You just submitted your tax return to the IRS. Their electronic system has notified you that they’ve received it via email. Now, everything is done for the year, right? Well, not if you need to file an amended tax return. These returns are similar to the standard ones, only they include some corrections to your deductions, earnings, and so on. Why do you need to amend your taxes? Is this something that you should do when you find a mistake on your return? We’ll clear up these mysteries here, as well as list five reasons why you should amend your taxes.
What Is an Amended Tax Return?
Although the IRS will check your return for simple issues, like mathematical errors, and correct them without requiring any additional paperwork, they won’t change things like filing status or missed deductions on their own. If you have a change in filing status (for example, you filed singly when you’re actually marries and want to file as a married citizen) or have forgotten something important that can change the amount of your tax return or amount due to the IRS, then you need to file an amended return.

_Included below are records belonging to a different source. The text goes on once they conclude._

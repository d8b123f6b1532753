//! Configuration management
//!
//! Settings come from an optional TOML file layered with `TABLOAD_*`
//! environment variables (nested keys use `__`, e.g.
//! `TABLOAD_SINK__PASSWORD`). A `.env` file is read first.

use serde::{Deserialize, Serialize};
use std::path::{Path, PathBuf};
use std::time::Duration;

use crate::error::ConfigError;
use crate::loader::{TabularLoader, DEFAULT_TABLE_PREFIX};
use crate::pipeline::PipelineOptions;
use crate::storage::{StorageConfig, StorageLocation};

// ============================================================================
// Configuration Constants
// ============================================================================

/// Environment variable prefix.
pub const ENV_PREFIX: &str = "TABLOAD";

/// Default number of files processed concurrently.
pub const DEFAULT_CONCURRENCY: usize = 1;

/// Default grace period for in-flight files after cancellation.
pub const DEFAULT_SHUTDOWN_GRACE_SECS: u64 = 30;

/// Default MySQL port.
pub const DEFAULT_SINK_PORT: u16 = 3306;

/// Default maximum sink connections in the pool.
pub const DEFAULT_SINK_MAX_CONNECTIONS: u32 = 5;

/// Default sink connection timeout in seconds.
pub const DEFAULT_SINK_CONNECT_TIMEOUT_SECS: u64 = 10;

/// Run configuration
#[derive(Debug, Clone, Serialize, Deserialize)]
pub struct Config {
    /// Location string such as `s3://bucket/prefix/`
    pub storage_location: String,
    pub staging_directory: PathBuf,
    #[serde(default = "default_concurrency")]
    pub concurrency: usize,
    #[serde(default = "default_shutdown_grace_secs")]
    pub shutdown_grace_secs: u64,
    #[serde(default = "default_table_prefix")]
    pub table_prefix: String,
    #[serde(default = "default_delimiter")]
    pub delimiter: String,
    /// Delete each staged file once it has been processed
    #[serde(default)]
    pub remove_staged_files: bool,
    #[serde(default)]
    pub storage: StorageConfig,
    pub sink: SinkConfig,
}

/// Relational sink connection parameters
#[derive(Clone, Serialize, Deserialize)]
pub struct SinkConfig {
    pub host: String,
    #[serde(default = "default_sink_port")]
    pub port: u16,
    pub username: String,
    #[serde(default)]
    pub password: String,
    pub database: String,
    #[serde(default = "default_sink_max_connections")]
    pub max_connections: u32,
    #[serde(default = "default_sink_connect_timeout_secs")]
    pub connect_timeout_secs: u64,
}

impl std::fmt::Debug for SinkConfig {
    fn fmt(&self, f: &mut std::fmt::Formatter<'_>) -> std::fmt::Result {
        f.debug_struct("SinkConfig")
            .field("host", &self.host)
            .field("port", &self.port)
            .field("username", &self.username)
            .field("password", &"<redacted>")
            .field("database", &self.database)
            .field("max_connections", &self.max_connections)
            .field("connect_timeout_secs", &self.connect_timeout_secs)
            .finish()
    }
}

fn default_concurrency() -> usize {
    DEFAULT_CONCURRENCY
}

fn default_shutdown_grace_secs() -> u64 {
    DEFAULT_SHUTDOWN_GRACE_SECS
}

fn default_table_prefix() -> String {
    DEFAULT_TABLE_PREFIX.to_string()
}

fn default_delimiter() -> String {
    ",".to_string()
}

fn default_sink_port() -> u16 {
    DEFAULT_SINK_PORT
}

fn default_sink_max_connections() -> u32 {
    DEFAULT_SINK_MAX_CONNECTIONS
}

fn default_sink_connect_timeout_secs() -> u64 {
    DEFAULT_SINK_CONNECT_TIMEOUT_SECS
}

impl Config {
    /// Load from `path` (if given) and the environment, then validate
    pub fn load(path: Option<&Path>) -> Result<Self, ConfigError> {
        dotenvy::dotenv().ok();

        let mut builder = ::config::Config::builder();
        if let Some(path) = path {
            builder = builder.add_source(::config::File::from(path).required(true));
        }
        let settings = builder
            .add_source(
                ::config::Environment::with_prefix(ENV_PREFIX)
                    .prefix_separator("_")
                    .separator("__"),
            )
            .build()?;

        let config: Config = settings.try_deserialize()?;
        config.validate()?;
        Ok(config)
    }

    /// Parse a TOML document without consulting the environment
    pub fn from_toml_str(toml: &str) -> Result<Self, ConfigError> {
        let config: Config = ::config::Config::builder()
            .add_source(::config::File::from_str(toml, ::config::FileFormat::Toml))
            .build()?
            .try_deserialize()?;
        config.validate()?;
        Ok(config)
    }

    pub fn validate(&self) -> Result<(), ConfigError> {
        self.location()?;
        self.delimiter_byte()?;

        if self.staging_directory.as_os_str().is_empty() {
            return Err(ConfigError::Missing("staging_directory"));
        }
        if self.concurrency == 0 {
            return Err(ConfigError::Invalid {
                setting: "concurrency",
                reason: "must be greater than 0".to_string(),
            });
        }

        if self.sink.host.trim().is_empty() {
            return Err(ConfigError::Missing("sink.host"));
        }
        if self.sink.username.trim().is_empty() {
            return Err(ConfigError::Missing("sink.username"));
        }
        if self.sink.database.trim().is_empty() {
            return Err(ConfigError::Missing("sink.database"));
        }
        if self.sink.port == 0 {
            return Err(ConfigError::Invalid {
                setting: "sink.port",
                reason: "must be greater than 0".to_string(),
            });
        }
        if self.sink.max_connections == 0 {
            return Err(ConfigError::Invalid {
                setting: "sink.max_connections",
                reason: "must be greater than 0".to_string(),
            });
        }

        Ok(())
    }

    pub fn location(&self) -> Result<StorageLocation, ConfigError> {
        StorageLocation::parse(&self.storage_location)
    }

    pub fn delimiter_byte(&self) -> Result<u8, ConfigError> {
        match self.delimiter.as_bytes() {
            [byte] if byte.is_ascii() => Ok(*byte),
            _ => Err(ConfigError::Invalid {
                setting: "delimiter",
                reason: format!("'{}' is not a single ASCII character", self.delimiter),
            }),
        }
    }

    pub fn loader(&self) -> Result<TabularLoader, ConfigError> {
        Ok(TabularLoader::new(self.table_prefix.clone(), self.delimiter_byte()?))
    }

    pub fn pipeline_options(&self) -> Result<PipelineOptions, ConfigError> {
        Ok(PipelineOptions {
            location: self.location()?,
            staging_directory: self.staging_directory.clone(),
            concurrency: self.concurrency,
            shutdown_grace: Duration::from_secs(self.shutdown_grace_secs),
            remove_staged_files: self.remove_staged_files,
        })
    }
}

#[cfg(test)]
#[allow(clippy::unwrap_used, clippy::expect_used)]
mod tests {
    use super::*;
    use serial_test::serial;
    use std::io::Write;

    const MINIMAL: &str = r#"
        storage_location = "s3://querys-hoteles/"
        staging_directory = "/tmp/csv_files"

        [sink]
        host = "127.0.0.1"
        username = "root"
        password = "secret"
        database = "prod"
    "#;

    #[test]
    fn test_minimal_config_defaults() {
        let config = Config::from_toml_str(MINIMAL).unwrap();
        assert_eq!(config.concurrency, DEFAULT_CONCURRENCY);
        assert_eq!(config.table_prefix, "table_from_");
        assert_eq!(config.sink.port, DEFAULT_SINK_PORT);
        assert_eq!(config.delimiter_byte().unwrap(), b',');
        assert!(!config.remove_staged_files);

        let location = config.location().unwrap();
        assert_eq!(location.bucket, "querys-hoteles");
        assert_eq!(location.prefix, "");
    }

    #[test]
    fn test_malformed_location_is_config_error() {
        let toml = MINIMAL.replace("s3://querys-hoteles/", "querys-hoteles");
        let err = Config::from_toml_str(&toml).unwrap_err();
        assert!(matches!(err, ConfigError::InvalidLocation { .. }));
    }

    #[test]
    fn test_missing_sink_section_fails() {
        let toml = r#"
            storage_location = "s3://b/"
            staging_directory = "/tmp/x"
        "#;
        let err = Config::from_toml_str(toml).unwrap_err();
        assert!(matches!(err, ConfigError::Source(_)));
    }

    #[test]
    fn test_validation_rules() {
        let mut config = Config::from_toml_str(MINIMAL).unwrap();

        config.concurrency = 0;
        assert!(matches!(
            config.validate(),
            Err(ConfigError::Invalid { setting: "concurrency", .. })
        ));
        config.concurrency = 2;

        config.sink.database = " ".to_string();
        assert!(matches!(config.validate(), Err(ConfigError::Missing("sink.database"))));
        config.sink.database = "prod".to_string();

        config.delimiter = ";;".to_string();
        assert!(config.validate().is_err());
        config.delimiter = "\t".to_string();
        assert_eq!(config.delimiter_byte().unwrap(), b'\t');

        config.sink.port = 0;
        assert!(config.validate().is_err());
    }

    #[test]
    fn test_pool_smaller_than_concurrency_is_valid() {
        let mut config = Config::from_toml_str(MINIMAL).unwrap();
        config.sink.max_connections = 2;
        config.concurrency = 8;
        assert!(config.validate().is_ok());
        assert_eq!(config.pipeline_options().unwrap().concurrency, 8);
    }

    #[test]
    fn test_pipeline_options() {
        let mut config = Config::from_toml_str(MINIMAL).unwrap();
        config.shutdown_grace_secs = 5;
        let options = config.pipeline_options().unwrap();
        assert_eq!(options.location.bucket, "querys-hoteles");
        assert_eq!(options.shutdown_grace, Duration::from_secs(5));
        assert_eq!(options.staging_directory, PathBuf::from("/tmp/csv_files"));
    }

    #[test]
    fn test_sink_debug_redacts_password() {
        let config = Config::from_toml_str(MINIMAL).unwrap();
        let printed = format!("{:?}", config.sink);
        assert!(!printed.contains("secret"));
    }

    #[test]
    #[serial]
    fn test_load_file_with_env_override() {
        let mut file = tempfile::Builder::new().suffix(".toml").tempfile().unwrap();
        file.write_all(MINIMAL.as_bytes()).unwrap();

        std::env::set_var("TABLOAD_SINK__DATABASE", "staging");
        std::env::set_var("TABLOAD_CONCURRENCY", "3");
        let result = Config::load(Some(file.path()));
        std::env::remove_var("TABLOAD_SINK__DATABASE");
        std::env::remove_var("TABLOAD_CONCURRENCY");

        let config = result.unwrap();
        assert_eq!(config.sink.database, "staging");
        assert_eq!(config.concurrency, 3);
        assert_eq!(config.sink.host, "127.0.0.1");
    }
}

Despite its fancy name, an amended tax return is simply one that’s been edited and corrected. You can submit it to the IRS with your new documentation just as you did your original return, and you will receive an electronic notice from the them that they received it. The only difference is that you need to file a Form 1040-X, which is an amended return form, instead of the original Form 1040 that you sent in originally.
While you may catch an error right away and file your amended return within a week or so of the original, you actually have up to three years from the date of that filing. This means that if you submit your original return on April 1, you have three years from that date to amend it. Of course, there are exceptions to this rule, such as if you were audited and found that more than one of your tax returns wound up being incorrect. For the most part, however, three years is the standard time frame.
How Are Amended Returns Filed?
In the past, an amended tax return could only be filed on paper. This meant that you or your tax preparer had to fill out the amended form in ink, attach all of your supporting documents, and mail it in the IRS. Now, things have changed, and those amended returns can be submitted electronically, much like a regular tax return. You’ll still receive a confirmation electronically, notifying you that the IRS has received your amended return, but they may not actually process it for up to six weeks after they receive it. This is just something to keep in mind when you need to go through this process.
Wondering when you should file an amended return? Here are the top five reasons.
1) You Accidentally Overlooked a Deduction
Tax deductions are very useful, because they lower the amount of your gross annual income, thus reducing the amount that you owe to the IRS at the end of the year. Some of the most common deductions include contributions that you paid on your IRA, interest paid on student loans and mortgages, certain medical expenses, money paid on property taxes, and even your charitable contributions.
Although tax credits are taken directly off of any amounts that you owe to the IRS, deductions lower your income. While they don’t count dollar for dollar like those tax credits (instead, they work more like percentages and take off certain amounts from your income), they are quite useful in helping you owe the IRS less money.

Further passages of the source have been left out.